647.9279494: Sarlot, Raymond and Fred E. Basten. Life at the Marmont: The Inside Story of Hollywood’s Legendary Hotel of the Stars—Chateau Marmont. New York: Penguin, 2013 [1987]. 328 pp. ISBN 978-0-14-312311-8.

Dewey Breakdown:

  • 600: Technology
  • 640: Home and family management
  • 647: Management of public households (Institutional housekeeping)
  • 647.9: Specific kinds of public households and institutions
  • 647.92: Dwellings for long-term residents
  • +79494: Los Angeles

In Life at the Marmont, Raymond Sarlot and Fred E. Basten gives us a dazzling array of Hollywood stories, city history, and film trivia. The Chateau Marmont was conceived as a home away from home for the Hollywood elite, a place to establish a residence where you wanted to escape the film lots. Marmont was built as one of Los Angeles’s first earthquake-proof buildings. This, as well as its signature posh look, attracted a full range of famous clientele. It served as the playground for the likes of Hedy Lamarr, Clark Gable, Ernest Borgnine, Dorothy Parker, Jean Harlow, F. Scott Fitzgerald, and many more.

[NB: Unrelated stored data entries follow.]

impl Gateway {
    fn handle_message(&mut self, idx: usize) -> Result<(), GgError> {
        let Some(conn) = self.clients[idx].conn.clone() else {
            return Err(GgError::Invalid);
        };

        let mut buf = Vec::new();
        let msg = {
            let Some(stream) = self.clients[idx].read.as_mut() else {
                return Err(GgError::Invalid);
            };
            eventstream::read_message(stream, &mut buf)?
        };
        let common = msg.common_headers()?;

        if conn.component().is_none() {
            return self.handle_connect(idx, &conn, &msg, common);
        }

        if common.message_type != APPLICATION_MESSAGE {
            warn!(
                "unexpected message type {} on an open connection",
                common.message_type
            );
            return Err(GgError::Invalid);
        }

        if common.stream_id <= 0 {
            warn!("application message on reserved stream id {}", common.stream_id);
            return Err(GgError::Invalid);
        }

        let operation = msg.string_header(b"operation");

        if common.message_flags & FLAG_TERMINATE_STREAM != 0 && operation.is_none() {
            // The component is closing one of its streams.
            if !conn.cancel_stream(common.stream_id) {
                debug!("terminate for unknown stream {}", common.stream_id);
            }
            return Ok(());
        }

        let Some(operation) = operation else {
            send_error(
                &conn,
                common.stream_id,
                IpcErrorCode::InvalidArgumentsError,
                "missing operation header",
            );
            return Ok(());
        };

        let Some(op) = operations::find(operation) else {
            warn!(
                "request for unknown operation {}",
                String::from_utf8_lossy(operation)
            );
            send_error(
                &conn,
                common.stream_id,
                IpcErrorCode::ResourceNotFoundError,
                "unknown operation",
            );
            return Ok(());
        };

        if conn.stream_active(common.stream_id) {
            send_error(
                &conn,
                common.stream_id,
                IpcErrorCode::InvalidArgumentsError,
                "stream id already in use",
            );
            return Ok(());
        }

        let payload: Value = if msg.payload.is_empty() {
            Value::Object(Default::default())
        } else {
            match serde_json::from_slice(msg.payload) {
                Ok(value) => value,
                Err(e) => {
                    warn!("request payload is not valid JSON: {e}");
                    send_error(
                        &conn,
                        common.stream_id,
                        IpcErrorCode::InvalidArgumentsError,
                        "payload is not valid JSON",
                    );
                    return Ok(());
                }
            }
        };

        let params = match (op.build_params)(&payload) {
            Ok(params) => params,
            Err(code) => {
                send_error(&conn, common.stream_id, code, "invalid request payload");
                return Ok(());
            }
        };

        if op.streaming {
            self.start_stream(&conn, op, common.stream_id, &params);
        } else {
            self.unary_call(&conn, op, common.stream_id, &params);
        }
        Ok(())
    }

    fn handle_connect(
        &mut self,
        idx: usize,
        conn: &Arc<IpcConn>,
        msg: &Message<'_>,
        common: CommonHeaders,
    ) -> Result<(), GgError> {
        if common.message_type != CONNECT || common.stream_id != 0 {
            warn!("first message was not a connect on stream 0");
            return Err(GgError::Invalid);
        }

        if msg.int32_header(b"authenticate") != Some(1) {
            warn!("connect did not request authentication");
            send_connect_nack(conn);
            return Err(GgError::Failure);
        }

        let pid = {
            let Some(stream) = self.clients[idx].read.as_ref() else {
                return Err(GgError::Invalid);
            };
            match getsockopt(stream, PeerCredentials) {
                Ok(cred) => cred.pid(),
                Err(e) => {
                    error!("failed to get peer credentials: {e}");
                    send_connect_nack(conn);
                    return Err(GgError::Failure);
                }
            }
        };

        let name_hint = msg.string_header(b"component-name");

        match auth::register_client(pid, name_hint) {
            Ok((handle, svcuid)) => {
                *conn.component.lock().unwrap() = Some(handle);
                conn.send_message(
                    &[
                        Header::int32(b":message-type", CONNECT_ACK),
                        Header::int32(b":message-flags", FLAG_CONNECTION_ACCEPTED),
                        Header::int32(b":stream-id", 0),
                        Header::string(b"svcuid", svcuid.as_bytes()),
                    ],
                    b"",
                );
                debug!("authenticated process {pid}");
                Ok(())
            }
            Err(e) => {
                error!("failed to authenticate process {pid}: {e}");
                send_connect_nack(conn);
                Err(GgError::Failure)
            }
        }
    }

    fn unary_call(&self, conn: &Arc<IpcConn>, op: &OpDesc, stream_id: i32, params: &Value) {
        let mut params_mem = vec![0u8; COREBUS_MAX_MSG_LEN];
        let mut params_arena = Arena::new(&mut params_mem);
        let params = match json_to_obj(params, &mut params_arena) {
            Ok(Object::Map(map)) => map,
            _ => {
                send_error(
                    conn,
                    stream_id,
                    IpcErrorCode::ServiceError,
                    "internal service error",
                );
                return;
            }
        };

        let mut result_mem = vec![0u8; COREBUS_MAX_MSG_LEN];
        let mut result_arena = Arena::new(&mut result_mem);
        match bus_client::call(
            &self.socket_dir,
            op.interface,
            op.method,
            params,
            &mut result_arena,
        ) {
            Ok(result) => {
                let payload = obj_to_json(result)
                    .ok()
                    .and_then(|v| serde_json::to_vec(&v).ok())
                    .unwrap_or_else(|| b"{}".to_vec());
                conn.send_message(
                    &[
                        Header::int32(b":message-type", APPLICATION_MESSAGE),
                        Header::int32(b":message-flags", FLAG_TERMINATE_STREAM),
                        Header::int32(b":stream-id", stream_id),
                    ],
                    &payload,
                );
            }
            Err(BusError::Remote(code)) => {
                send_error(conn, stream_id, IpcErrorCode::from_gg(code), "request failed");
            }
            Err(e) => {
                warn!("bus call for {} failed: {e}", op.operation);
                send_error(
                    conn,
                    stream_id,
                    IpcErrorCode::ServiceError,
                    "internal service error",
                );
            }
        }
    }

    fn start_stream(&self, conn: &Arc<IpcConn>, op: &OpDesc, stream_id: i32, params: &Value) {
        let mut params_mem = vec![0u8; COREBUS_MAX_MSG_LEN];
        let mut params_arena = Arena::new(&mut params_mem);
        let params = match json_to_obj(params, &mut params_arena) {
            Ok(Object::Map(map)) => map,
            _ => {
                send_error(
                    conn,
                    stream_id,
                    IpcErrorCode::ServiceError,
                    "internal service error",
                );
                return;
            }
        };

        match bus_client::subscribe(&self.socket_dir, op.interface, op.method, params) {
            Ok(sub) => {
                // Ack the stream before any events flow on it.
                conn.send_message(
                    &[
                        Header::int32(b":message-type", APPLICATION_MESSAGE),
                        Header::int32(b":message-flags", 0),
                        Header::int32(b":stream-id", stream_id),
                    ],
                    b"",
                );

                let cancel = Arc::new(AtomicBool::new(false));
                conn.add_stream(stream_id, cancel.clone());
                let conn = conn.clone();
                thread::spawn(move || forward_stream(conn, stream_id, sub, cancel));
            }
            Err(BusError::Remote(code)) => {
                send_error(
                    conn,
                    stream_id,
                    IpcErrorCode::from_gg(code),
                    "subscription refused",
                );
            }
            Err(e) => {
                warn!("bus subscribe for {} failed: {e}", op.operation);
                send_error(
                    conn,
                    stream_id,
                    IpcErrorCode::ServiceError,
                    "internal service error",
                );
            }
        }
    }
}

If you’re a lover of old-timey Hollywood figures, then this book will be a treasure trove of trivia and tabloid info. Nellita Choate Thomsen, writing for the Hearst newspapers as Pauline Payne, uncovered delicious details about chateau residents and her gossip columns form the basis for much of the early day-to-day history of the hotel. After that, the authors reconstruct the goings-on from check-in cards, employee scrapbooks, and personal recollections. He tracks the hotel’s history from its construction through the late 1980s.

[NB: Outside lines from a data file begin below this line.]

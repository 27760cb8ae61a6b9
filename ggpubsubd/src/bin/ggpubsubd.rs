// SPDX-License-Identifier: BSD-3-Clause
// Copyright 2025. Triad National Security, LLC.

use std::path::PathBuf;
use std::process::ExitCode;

use clap::Parser;
use log::error;

#[derive(Parser)]
struct Cli {
    /// Directory holding the bus sockets.
    #[arg(long, default_value = core_bus::DEFAULT_SOCKET_DIR)]
    socket_dir: PathBuf,
}

fn main() -> ExitCode {
    env_logger::init();
    let args = Cli::parse();

    let err = ggpubsubd::run_ggpubsubd(&args.socket_dir);
    error!("exiting with error: {err}");
    ExitCode::FAILURE
}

In addition to all the celebrity glitz, they also makes a concerted effort to applaud the work and dedication of the employees of the Marmont. From the iron horse maid Frieda to the ageless manager Meemi Ferguson to the ever-rotating gaggle of boys parking classic cars in the garage, the author understands that without their tireless service and quasi-tight-lipped adoration, the Marmont would not have the mystique it has today. Even now, the Chateau is host to such celebrities as Robert De Niro, Johnny Depp, and Penelope Cruz.

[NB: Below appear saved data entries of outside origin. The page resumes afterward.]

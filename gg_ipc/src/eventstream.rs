// SPDX-License-Identifier: BSD-3-Clause
// Copyright 2025. Triad National Security, LLC.

//! Event-stream framing.
//!
//! Every message is a 12-byte prelude (`total_length`, `headers_length`,
//! `prelude_crc32`, all big-endian u32), a header block, an opaque payload
//! (JSON by convention), and a trailing CRC32 over everything before it.
//! CRCs use the IEEE polynomial. Recognized header value types are int32
//! (tag 4) and string (tag 7).

use std::io::Read;

use log::*;

use gg_lib::GgError;

/// Maximum total size of one event-stream message.
pub const IPC_MAX_MSG_LEN: usize = 10_000;

pub const PRELUDE_LEN: usize = 12;

/// `:message-type` values, matching the eventstream RPC constants.
pub const APPLICATION_MESSAGE: i32 = 0;
pub const APPLICATION_ERROR: i32 = 1;
pub const CONNECT: i32 = 4;
pub const CONNECT_ACK: i32 = 5;

/// `:message-flags` bits.
pub const FLAG_CONNECTION_ACCEPTED: i32 = 1;
pub const FLAG_TERMINATE_STREAM: i32 = 2;

const HEADER_TYPE_INT32: u8 = 4;
const HEADER_TYPE_STRING: u8 = 7;

#[derive(Debug, Clone, Copy, PartialEq)]
pub enum HeaderValue<'a> {
    Int32(i32),
    String(&'a [u8]),
}

#[derive(Debug, Clone, Copy, PartialEq)]
pub struct Header<'a> {
    pub name: &'a [u8],
    pub value: HeaderValue<'a>,
}

impl<'a> Header<'a> {
    pub const fn int32(name: &'a [u8], value: i32) -> Self {
        Header {
            name,
            value: HeaderValue::Int32(value),
        }
    }

    pub const fn string(name: &'a [u8], value: &'a [u8]) -> Self {
        Header {
            name,
            value: HeaderValue::String(value),
        }
    }
}

/// A decoded message borrowing the receive buffer.
#[derive(Debug)]
pub struct Message<'a> {
    pub headers: Vec<Header<'a>>,
    pub payload: &'a [u8],
}

/// The `:message-type` / `:message-flags` / `:stream-id` headers every
/// message must carry.
#[derive(Debug, Clone, Copy)]
pub struct CommonHeaders {
    pub message_type: i32,
    pub message_flags: i32,
    pub stream_id: i32,
}

impl Message<'_> {
    pub fn header(&self, name: &[u8]) -> Option<&HeaderValue<'_>> {
        self.headers
            .iter()
            .find(|h| h.name == name)
            .map(|h| &h.value)
    }

    pub fn string_header(&self, name: &[u8]) -> Option<&[u8]> {
        match self.header(name) {
            Some(HeaderValue::String(s)) => Some(*s),
            _ => None,
        }
    }

    pub fn int32_header(&self, name: &[u8]) -> Option<i32> {
        match self.header(name) {
            Some(HeaderValue::Int32(v)) => Some(*v),
            _ => None,
        }
    }

    pub fn common_headers(&self) -> Result<CommonHeaders, GgError> {
        let message_type = self.int32_header(b":message-type");
        let message_flags = self.int32_header(b":message-flags");
        let stream_id = self.int32_header(b":stream-id");

        match (message_type, message_flags, stream_id) {
            (Some(message_type), Some(message_flags), Some(stream_id)) => Ok(CommonHeaders {
                message_type,
                message_flags,
                stream_id,
            }),
            _ => {
                warn!("message is missing a required common header");
                Err(GgError::Parse)
            }
        }
    }
}

/// Encode one message.
pub fn encode(headers: &[Header<'_>], payload: &[u8]) -> Result<Vec<u8>, GgError> {
    let mut header_block = Vec::new();
    for header in headers {
        let name_len = u8::try_from(header.name.len()).map_err(|_| GgError::Range)?;
        header_block.push(name_len);
        header_block.extend_from_slice(header.name);
        match header.value {
            HeaderValue::Int32(v) => {
                header_block.push(HEADER_TYPE_INT32);
                header_block.extend_from_slice(&v.to_be_bytes());
            }
            HeaderValue::String(s) => {
                let len = u16::try_from(s.len()).map_err(|_| GgError::Range)?;
                header_block.push(HEADER_TYPE_STRING);
                header_block.extend_from_slice(&len.to_be_bytes());
                header_block.extend_from_slice(s);
            }
        }
    }

    let total_len = PRELUDE_LEN + header_block.len() + payload.len() + 4;
    if total_len > IPC_MAX_MSG_LEN {
        warn!("message does not fit in the maximum packet size");
        return Err(GgError::Nomem);
    }

    let mut buf = Vec::with_capacity(total_len);
    buf.extend_from_slice(&(total_len as u32).to_be_bytes());
    buf.extend_from_slice(&(header_block.len() as u32).to_be_bytes());
    let prelude_crc = crc32fast::hash(&buf);
    buf.extend_from_slice(&prelude_crc.to_be_bytes());

    buf.extend_from_slice(&header_block);
    buf.extend_from_slice(payload);

    let message_crc = crc32fast::hash(&buf);
    buf.extend_from_slice(&message_crc.to_be_bytes());

    Ok(buf)
}

/// A validated prelude. `data_len` is what remains to be read after it.
#[derive(Debug, Clone, Copy, PartialEq, Eq)]
pub struct Prelude {
    pub total_len: usize,
    pub headers_len: usize,
}

impl Prelude {
    pub fn data_len(&self) -> usize {
        self.total_len - PRELUDE_LEN
    }
}

/// Decode and CRC-check a prelude.
pub fn decode_prelude(bytes: &[u8; PRELUDE_LEN]) -> Result<Prelude, GgError> {
    let total_len = u32::from_be_bytes([bytes[0], bytes[1], bytes[2], bytes[3]]) as usize;
    let headers_len = u32::from_be_bytes([bytes[4], bytes[5], bytes[6], bytes[7]]) as usize;
    let prelude_crc = u32::from_be_bytes([bytes[8], bytes[9], bytes[10], bytes[11]]);

    if crc32fast::hash(&bytes[..8]) != prelude_crc {
        warn!("prelude CRC mismatch");
        return Err(GgError::Parse);
    }

    if total_len < PRELUDE_LEN + 4 || headers_len > total_len - PRELUDE_LEN - 4 {
        warn!("prelude lengths are inconsistent");
        return Err(GgError::Parse);
    }

    Ok(Prelude {
        total_len,
        headers_len,
    })
}

/// Decode the body of a message: `data` holds everything after the prelude
/// (headers, payload, trailing CRC).
pub fn decode<'a>(
    prelude: &Prelude,
    prelude_bytes: &[u8; PRELUDE_LEN],
    data: &'a [u8],
) -> Result<Message<'a>, GgError> {
    if data.len() != prelude.data_len() {
        return Err(GgError::Parse);
    }

    let (body, crc_bytes) = data.split_at(data.len() - 4);
    let message_crc = u32::from_be_bytes([crc_bytes[0], crc_bytes[1], crc_bytes[2], crc_bytes[3]]);

    let mut hasher = crc32fast::Hasher::new();
    hasher.update(prelude_bytes);
    hasher.update(body);
    if hasher.finalize() != message_crc {
        warn!("message CRC mismatch");
        return Err(GgError::Parse);
    }

    let (mut header_block, payload) = body.split_at(prelude.headers_len);

    let mut headers = Vec::new();
    while !header_block.is_empty() {
        headers.push(decode_header(&mut header_block)?);
    }

    Ok(Message { headers, payload })
}

fn decode_header<'a>(input: &mut &'a [u8]) -> Result<Header<'a>, GgError> {
    let name_len = take(input, 1)?[0] as usize;
    let name = take(input, name_len)?;
    let value_type = take(input, 1)?[0];

    let value = match value_type {
        HEADER_TYPE_INT32 => {
            let bytes = take(input, 4)?;
            HeaderValue::Int32(i32::from_be_bytes([bytes[0], bytes[1], bytes[2], bytes[3]]))
        }
        HEADER_TYPE_STRING => {
            let len_bytes = take(input, 2)?;
            let len = u16::from_be_bytes([len_bytes[0], len_bytes[1]]) as usize;
            HeaderValue::String(take(input, len)?)
        }
        other => {
            warn!("unrecognized header value type {other}");
            return Err(GgError::Parse);
        }
    };

    Ok(Header { name, value })
}

fn take<'b>(input: &mut &'b [u8], n: usize) -> Result<&'b [u8], GgError> {
    if input.len() < n {
        return Err(GgError::Parse);
    }
    let (taken, rest) = input.split_at(n);
    *input = rest;
    Ok(taken)
}

/// Read one full message from a stream into `buf`, and decode it.
pub fn read_message<'b>(
    stream: &mut impl Read,
    buf: &'b mut Vec<u8>,
) -> Result<Message<'b>, GgError> {
    let mut prelude_bytes = [0u8; PRELUDE_LEN];
    stream.read_exact(&mut prelude_bytes).map_err(io_to_gg)?;

    let prelude = decode_prelude(&prelude_bytes)?;

    if prelude.total_len > IPC_MAX_MSG_LEN {
        warn!("message does not fit in the maximum packet size");
        return Err(GgError::Nomem);
    }

    buf.clear();
    buf.resize(prelude.data_len(), 0);
    stream.read_exact(buf).map_err(io_to_gg)?;

    decode(&prelude, &prelude_bytes, buf)
}

fn io_to_gg(e: std::io::Error) -> GgError {
    match e.kind() {
        std::io::ErrorKind::WouldBlock | std::io::ErrorKind::TimedOut => GgError::Failure,
        _ => GgError::NoConn,
    }
}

There were just so many details, I couldn’t stop reading this one—I just gobbled it up. Granted, I found the bits about the Golden Age of Hollywood a bit more interesting, but seeing the hotel change and adapt to more modern problems was also charming. This book has an overwhelming gossipy feel to it, but sometimes that’s just what you need after a shelf-load of dry nonfiction. It’s fun to escape into a glamorous time for a while, and Life at the Marmont was just that—an escape.